Asterolasia buxifolia is a species of spindly shrub in the family Rutaceae and is endemic to a restricted area of eastern New South Wales. It has star-shaped hairs on its stems, leathery leaves and yellow flowers arranged singly in leaf axils with star-shaped hairs on the back of the petals.

==Description==
Asterolasia buxifolia is a spindly shrub that typically grows to a height of 1–2 m with its stems covered with star-shaped hairs. The leaves are leathery and egg-shaped with the narrower end towards the base, 5–18 mm long and 3–10 mm wide on a petiole 2–7 mm long. The upper surface of the leaves is glabrous but the lower surface is covered with star-shaped hairs. The flowers are arranged singly in leaf axils, each flower on a pedicel up to 1–1.5 mm long. The five petals are yellow, elliptical, 6–7 mm long and covered with star-shaped hairs on the back.

==Taxonomy==
This species was first described in 1863 by George Bentham who published the description in Flora Australiensis.

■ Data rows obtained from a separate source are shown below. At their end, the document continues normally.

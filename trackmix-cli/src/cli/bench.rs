use clap::ArgMatches;

use crate::error::RunError;

/// Run the benchmark when `--bench` is given, returning its exit code.
pub fn maybe_run_bench(args: &ArgMatches) -> Result<Option<i32>, RunError> {
    if !args.get_flag("bench") {
        return Ok(None);
    }
    run_bench(args).map(Some)
}

fn run_bench(_args: &ArgMatches) -> Result<i32, RunError> {
    #[cfg(not(feature = "bench"))]
    {
        eprintln!("Benchmarking requires the `bench` feature.");
        Ok(1)
    }
    #[cfg(feature = "bench")]
    {
        use trackmix_lib::diagnostics::bench::{bench_mixer, MixerBenchConfig};

        let args = _args;
        let defaults = MixerBenchConfig::default();
        let config = MixerBenchConfig {
            tracks: args.get_one::<usize>("bench-tracks").copied().unwrap_or(defaults.tracks),
            resampled_tracks: args
                .get_one::<usize>("bench-resampled")
                .copied()
                .unwrap_or(defaults.resampled_tracks),
            frame_count: args
                .get_one::<usize>("bench-frames")
                .copied()
                .unwrap_or(defaults.frame_count),
            iterations: args
                .get_one::<usize>("bench-iterations")
                .copied()
                .unwrap_or(defaults.iterations),
            ..defaults
        };

        let result = bench_mixer(config)?;
        println!(
            "Mixer bench (tracks={} resampled={} frames={} iters={}): avg {:.4}ms (min {:.4}ms max {:.4}ms), block {:.2}ms, rt {:.4}x",
            config.tracks,
            config.resampled_tracks,
            config.frame_count,
            config.iterations,
            result.avg_ms,
            result.min_ms,
            result.max_ms,
            result.block_time_ms,
            result.rt_factor
        );
        Ok(0)
    }
}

==Distribution and habitat==
Asterolasia buxifolia is only known from a single site near the River Lett where it grows among granite rocks in forest in the Central Tablelands of eastern New South Wales.

==Conservation status==
This plant was only rediscovered in 2000 and little is known about it. It is listed as "endangered" under the New South Wales Government Biodiversity Conservation Act 2016. The main threats to the species include weed invasion, habitat disturbance and grazing by rabbits, hares and livestock. As of September 2023, it is listed as critically endangered under the EBPC Act.